- HOW TO COMPLETE THIS TASK:
Go over the records and copy every line with the string "join".

- RECORD SET:
+ + + +

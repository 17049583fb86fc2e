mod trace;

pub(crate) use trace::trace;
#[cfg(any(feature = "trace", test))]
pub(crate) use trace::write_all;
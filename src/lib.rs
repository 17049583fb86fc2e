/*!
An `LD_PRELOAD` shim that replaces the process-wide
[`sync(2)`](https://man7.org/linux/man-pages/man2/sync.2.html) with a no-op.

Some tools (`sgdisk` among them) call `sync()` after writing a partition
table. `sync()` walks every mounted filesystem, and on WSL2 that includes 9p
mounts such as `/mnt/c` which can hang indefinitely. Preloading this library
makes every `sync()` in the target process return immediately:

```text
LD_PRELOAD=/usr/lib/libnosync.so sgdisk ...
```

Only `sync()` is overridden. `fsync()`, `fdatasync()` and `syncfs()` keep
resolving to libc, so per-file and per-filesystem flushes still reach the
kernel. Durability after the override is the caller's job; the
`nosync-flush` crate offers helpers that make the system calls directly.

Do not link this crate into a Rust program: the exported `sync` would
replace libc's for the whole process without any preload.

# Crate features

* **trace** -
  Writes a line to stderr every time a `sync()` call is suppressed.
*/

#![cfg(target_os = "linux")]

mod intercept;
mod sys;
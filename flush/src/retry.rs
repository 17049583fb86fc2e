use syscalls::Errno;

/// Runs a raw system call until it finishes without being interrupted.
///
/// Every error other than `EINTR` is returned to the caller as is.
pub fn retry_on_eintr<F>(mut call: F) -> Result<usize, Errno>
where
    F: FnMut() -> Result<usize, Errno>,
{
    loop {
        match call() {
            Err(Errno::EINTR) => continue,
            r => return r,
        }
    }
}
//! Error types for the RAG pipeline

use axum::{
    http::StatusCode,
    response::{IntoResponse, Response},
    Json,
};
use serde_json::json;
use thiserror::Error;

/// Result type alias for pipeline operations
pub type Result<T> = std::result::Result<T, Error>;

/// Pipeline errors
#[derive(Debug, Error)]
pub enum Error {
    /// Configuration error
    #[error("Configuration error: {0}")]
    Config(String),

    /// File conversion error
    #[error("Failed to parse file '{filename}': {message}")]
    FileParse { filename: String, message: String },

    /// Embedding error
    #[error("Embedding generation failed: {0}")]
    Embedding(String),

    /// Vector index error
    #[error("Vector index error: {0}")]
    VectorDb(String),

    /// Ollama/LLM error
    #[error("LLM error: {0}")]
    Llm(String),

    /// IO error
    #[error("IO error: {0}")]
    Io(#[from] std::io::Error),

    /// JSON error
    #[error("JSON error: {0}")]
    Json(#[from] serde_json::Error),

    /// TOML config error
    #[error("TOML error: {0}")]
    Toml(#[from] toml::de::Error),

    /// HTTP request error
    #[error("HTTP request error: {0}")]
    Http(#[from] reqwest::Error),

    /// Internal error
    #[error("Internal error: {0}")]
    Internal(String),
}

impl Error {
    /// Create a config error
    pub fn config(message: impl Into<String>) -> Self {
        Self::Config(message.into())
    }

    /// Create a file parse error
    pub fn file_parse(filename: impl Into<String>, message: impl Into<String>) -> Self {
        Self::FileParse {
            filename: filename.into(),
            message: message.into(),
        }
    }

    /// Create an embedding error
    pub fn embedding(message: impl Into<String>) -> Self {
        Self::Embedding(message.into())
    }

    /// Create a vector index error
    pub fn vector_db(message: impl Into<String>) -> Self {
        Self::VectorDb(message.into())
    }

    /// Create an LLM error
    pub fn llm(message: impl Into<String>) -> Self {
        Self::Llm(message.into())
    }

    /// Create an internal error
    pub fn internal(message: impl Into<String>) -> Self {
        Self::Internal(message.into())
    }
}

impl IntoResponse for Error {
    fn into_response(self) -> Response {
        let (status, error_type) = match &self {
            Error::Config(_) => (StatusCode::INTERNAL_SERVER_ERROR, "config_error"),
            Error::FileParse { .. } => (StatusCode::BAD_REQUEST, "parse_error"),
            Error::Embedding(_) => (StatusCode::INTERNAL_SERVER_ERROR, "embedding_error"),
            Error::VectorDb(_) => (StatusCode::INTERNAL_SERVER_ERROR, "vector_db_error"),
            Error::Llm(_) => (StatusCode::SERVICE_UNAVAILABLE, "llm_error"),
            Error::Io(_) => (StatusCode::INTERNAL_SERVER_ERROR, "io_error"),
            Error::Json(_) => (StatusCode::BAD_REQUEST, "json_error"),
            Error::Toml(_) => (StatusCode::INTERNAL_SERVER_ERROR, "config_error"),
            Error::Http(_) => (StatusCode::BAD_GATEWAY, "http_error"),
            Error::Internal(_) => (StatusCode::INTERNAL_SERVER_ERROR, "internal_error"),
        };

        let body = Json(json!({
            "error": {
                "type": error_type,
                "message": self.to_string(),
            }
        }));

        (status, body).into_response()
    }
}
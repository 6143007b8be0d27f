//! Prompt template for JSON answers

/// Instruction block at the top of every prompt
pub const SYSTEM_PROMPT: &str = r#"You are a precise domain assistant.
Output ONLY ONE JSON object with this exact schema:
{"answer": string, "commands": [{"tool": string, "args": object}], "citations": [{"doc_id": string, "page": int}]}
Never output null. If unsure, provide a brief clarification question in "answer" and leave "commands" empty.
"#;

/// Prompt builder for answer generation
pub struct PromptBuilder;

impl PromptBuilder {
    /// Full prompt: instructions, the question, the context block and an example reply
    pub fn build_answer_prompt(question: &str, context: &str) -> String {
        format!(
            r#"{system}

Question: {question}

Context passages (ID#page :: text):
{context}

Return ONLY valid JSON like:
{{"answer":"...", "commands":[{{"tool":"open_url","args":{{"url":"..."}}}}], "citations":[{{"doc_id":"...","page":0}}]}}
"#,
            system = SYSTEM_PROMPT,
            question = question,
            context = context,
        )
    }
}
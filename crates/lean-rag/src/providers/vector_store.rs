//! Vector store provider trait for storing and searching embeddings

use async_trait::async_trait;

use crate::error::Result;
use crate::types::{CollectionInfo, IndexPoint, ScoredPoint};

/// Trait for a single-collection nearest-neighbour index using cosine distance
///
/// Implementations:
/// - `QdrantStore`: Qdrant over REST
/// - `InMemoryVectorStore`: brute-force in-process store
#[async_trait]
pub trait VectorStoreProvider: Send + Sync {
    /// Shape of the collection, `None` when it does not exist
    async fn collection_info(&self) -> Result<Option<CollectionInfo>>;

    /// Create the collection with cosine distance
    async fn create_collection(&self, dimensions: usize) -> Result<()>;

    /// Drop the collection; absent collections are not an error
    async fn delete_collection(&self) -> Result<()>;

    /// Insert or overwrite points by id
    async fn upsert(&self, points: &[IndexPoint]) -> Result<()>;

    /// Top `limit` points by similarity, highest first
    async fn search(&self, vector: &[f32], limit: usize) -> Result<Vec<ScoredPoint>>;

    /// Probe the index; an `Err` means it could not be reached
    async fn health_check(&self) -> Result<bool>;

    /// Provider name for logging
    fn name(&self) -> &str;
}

+ + + +

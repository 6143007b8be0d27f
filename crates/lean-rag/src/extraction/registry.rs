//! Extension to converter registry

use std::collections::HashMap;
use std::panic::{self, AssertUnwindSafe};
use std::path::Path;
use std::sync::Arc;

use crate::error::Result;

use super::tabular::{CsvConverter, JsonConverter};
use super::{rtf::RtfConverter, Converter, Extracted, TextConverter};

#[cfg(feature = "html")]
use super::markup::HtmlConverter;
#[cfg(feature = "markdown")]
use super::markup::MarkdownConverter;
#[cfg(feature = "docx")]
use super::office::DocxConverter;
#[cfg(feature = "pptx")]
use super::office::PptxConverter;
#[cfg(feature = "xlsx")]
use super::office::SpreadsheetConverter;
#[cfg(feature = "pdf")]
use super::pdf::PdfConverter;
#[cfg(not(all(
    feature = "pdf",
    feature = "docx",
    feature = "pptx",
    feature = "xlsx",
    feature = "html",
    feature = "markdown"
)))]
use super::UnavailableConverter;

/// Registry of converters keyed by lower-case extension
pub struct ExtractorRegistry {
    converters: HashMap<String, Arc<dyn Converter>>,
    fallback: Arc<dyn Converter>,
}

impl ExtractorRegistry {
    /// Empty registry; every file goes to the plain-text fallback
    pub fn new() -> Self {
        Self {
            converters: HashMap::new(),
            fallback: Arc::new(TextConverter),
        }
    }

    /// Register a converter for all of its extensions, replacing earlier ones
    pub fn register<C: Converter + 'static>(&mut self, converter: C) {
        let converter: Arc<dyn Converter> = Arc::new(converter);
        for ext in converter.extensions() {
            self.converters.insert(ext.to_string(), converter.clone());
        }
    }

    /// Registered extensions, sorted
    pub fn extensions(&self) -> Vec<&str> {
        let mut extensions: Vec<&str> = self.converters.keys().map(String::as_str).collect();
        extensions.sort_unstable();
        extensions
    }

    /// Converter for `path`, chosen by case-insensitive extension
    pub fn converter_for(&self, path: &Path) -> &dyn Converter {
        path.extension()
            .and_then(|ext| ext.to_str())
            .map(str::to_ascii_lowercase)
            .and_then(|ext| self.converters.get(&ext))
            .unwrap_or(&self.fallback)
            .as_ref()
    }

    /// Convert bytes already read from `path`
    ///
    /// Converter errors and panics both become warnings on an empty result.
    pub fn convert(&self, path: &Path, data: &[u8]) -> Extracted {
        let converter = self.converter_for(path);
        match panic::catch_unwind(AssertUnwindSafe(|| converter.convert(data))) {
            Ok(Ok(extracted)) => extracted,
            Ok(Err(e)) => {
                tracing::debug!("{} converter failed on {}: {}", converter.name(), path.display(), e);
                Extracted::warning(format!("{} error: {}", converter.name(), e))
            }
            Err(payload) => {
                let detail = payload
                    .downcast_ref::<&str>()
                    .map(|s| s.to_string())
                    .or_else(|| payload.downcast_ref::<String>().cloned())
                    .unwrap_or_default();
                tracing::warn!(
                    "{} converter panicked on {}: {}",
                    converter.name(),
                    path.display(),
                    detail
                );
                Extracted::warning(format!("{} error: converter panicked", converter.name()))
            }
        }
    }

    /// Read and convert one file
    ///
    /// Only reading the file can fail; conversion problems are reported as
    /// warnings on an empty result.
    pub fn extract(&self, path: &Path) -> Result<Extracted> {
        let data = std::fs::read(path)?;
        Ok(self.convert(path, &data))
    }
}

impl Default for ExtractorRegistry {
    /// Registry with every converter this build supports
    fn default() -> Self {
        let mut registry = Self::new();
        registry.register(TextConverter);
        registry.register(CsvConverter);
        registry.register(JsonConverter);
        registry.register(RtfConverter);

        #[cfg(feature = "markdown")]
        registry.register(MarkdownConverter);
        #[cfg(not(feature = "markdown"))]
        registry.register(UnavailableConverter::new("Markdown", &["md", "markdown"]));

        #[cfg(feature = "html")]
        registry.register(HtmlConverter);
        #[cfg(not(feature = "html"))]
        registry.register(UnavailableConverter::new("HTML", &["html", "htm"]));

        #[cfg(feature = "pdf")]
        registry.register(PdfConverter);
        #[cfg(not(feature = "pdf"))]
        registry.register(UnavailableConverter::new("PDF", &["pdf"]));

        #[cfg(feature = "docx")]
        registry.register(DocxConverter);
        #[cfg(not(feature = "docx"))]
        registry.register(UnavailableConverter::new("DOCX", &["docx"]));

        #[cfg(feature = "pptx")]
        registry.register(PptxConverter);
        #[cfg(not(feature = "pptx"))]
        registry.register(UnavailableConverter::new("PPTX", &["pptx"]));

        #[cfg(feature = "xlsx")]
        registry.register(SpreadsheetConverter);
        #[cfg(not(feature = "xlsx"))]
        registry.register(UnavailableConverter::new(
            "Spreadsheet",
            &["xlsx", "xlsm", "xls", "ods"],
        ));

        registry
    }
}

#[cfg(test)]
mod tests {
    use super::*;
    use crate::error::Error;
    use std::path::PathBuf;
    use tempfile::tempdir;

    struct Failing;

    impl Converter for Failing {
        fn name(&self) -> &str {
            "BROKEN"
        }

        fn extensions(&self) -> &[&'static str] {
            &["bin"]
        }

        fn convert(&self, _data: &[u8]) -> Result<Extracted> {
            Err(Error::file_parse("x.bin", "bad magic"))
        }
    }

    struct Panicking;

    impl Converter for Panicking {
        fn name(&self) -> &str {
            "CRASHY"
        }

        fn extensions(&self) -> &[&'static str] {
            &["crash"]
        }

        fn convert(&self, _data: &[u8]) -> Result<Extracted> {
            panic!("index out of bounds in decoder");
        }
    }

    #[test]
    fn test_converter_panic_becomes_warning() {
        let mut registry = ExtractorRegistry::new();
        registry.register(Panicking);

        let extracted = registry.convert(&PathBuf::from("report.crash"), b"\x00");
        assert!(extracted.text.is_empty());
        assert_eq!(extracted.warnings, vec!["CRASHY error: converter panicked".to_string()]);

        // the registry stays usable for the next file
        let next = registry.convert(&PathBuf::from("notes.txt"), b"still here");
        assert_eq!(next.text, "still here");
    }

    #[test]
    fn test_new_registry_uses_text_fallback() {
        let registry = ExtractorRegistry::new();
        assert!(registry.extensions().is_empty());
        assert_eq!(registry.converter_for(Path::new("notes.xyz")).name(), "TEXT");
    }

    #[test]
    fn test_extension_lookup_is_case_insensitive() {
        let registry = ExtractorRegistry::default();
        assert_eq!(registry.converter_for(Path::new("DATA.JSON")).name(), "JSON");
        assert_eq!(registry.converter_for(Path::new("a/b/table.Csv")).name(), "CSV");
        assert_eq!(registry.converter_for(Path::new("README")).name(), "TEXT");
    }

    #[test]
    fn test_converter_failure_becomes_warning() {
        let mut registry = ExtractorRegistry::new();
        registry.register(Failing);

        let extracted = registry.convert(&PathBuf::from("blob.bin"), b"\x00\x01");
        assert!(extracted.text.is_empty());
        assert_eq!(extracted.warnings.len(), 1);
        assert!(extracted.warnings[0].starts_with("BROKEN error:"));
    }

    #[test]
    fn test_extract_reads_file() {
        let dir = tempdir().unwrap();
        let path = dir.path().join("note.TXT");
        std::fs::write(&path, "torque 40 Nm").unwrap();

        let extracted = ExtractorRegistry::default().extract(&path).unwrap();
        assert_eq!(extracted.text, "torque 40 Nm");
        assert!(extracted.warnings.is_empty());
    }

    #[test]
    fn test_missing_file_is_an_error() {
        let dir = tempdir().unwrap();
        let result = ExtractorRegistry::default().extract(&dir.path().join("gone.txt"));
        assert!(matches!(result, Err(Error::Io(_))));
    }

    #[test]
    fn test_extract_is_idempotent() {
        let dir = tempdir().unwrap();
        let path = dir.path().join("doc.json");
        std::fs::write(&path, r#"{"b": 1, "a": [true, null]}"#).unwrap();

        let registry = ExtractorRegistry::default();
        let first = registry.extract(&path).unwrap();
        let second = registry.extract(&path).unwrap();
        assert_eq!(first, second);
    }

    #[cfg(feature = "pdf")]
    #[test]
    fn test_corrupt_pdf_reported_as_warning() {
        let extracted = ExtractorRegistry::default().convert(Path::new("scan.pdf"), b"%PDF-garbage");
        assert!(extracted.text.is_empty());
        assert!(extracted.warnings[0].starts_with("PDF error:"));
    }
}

+ + + +

- EXERCISE SOLUTION:
        let path = dir.path().join("note.TXT");
        let result = ExtractorRegistry::default().extract(&dir.path().join("gone.txt"));
        let path = dir.path().join("doc.json");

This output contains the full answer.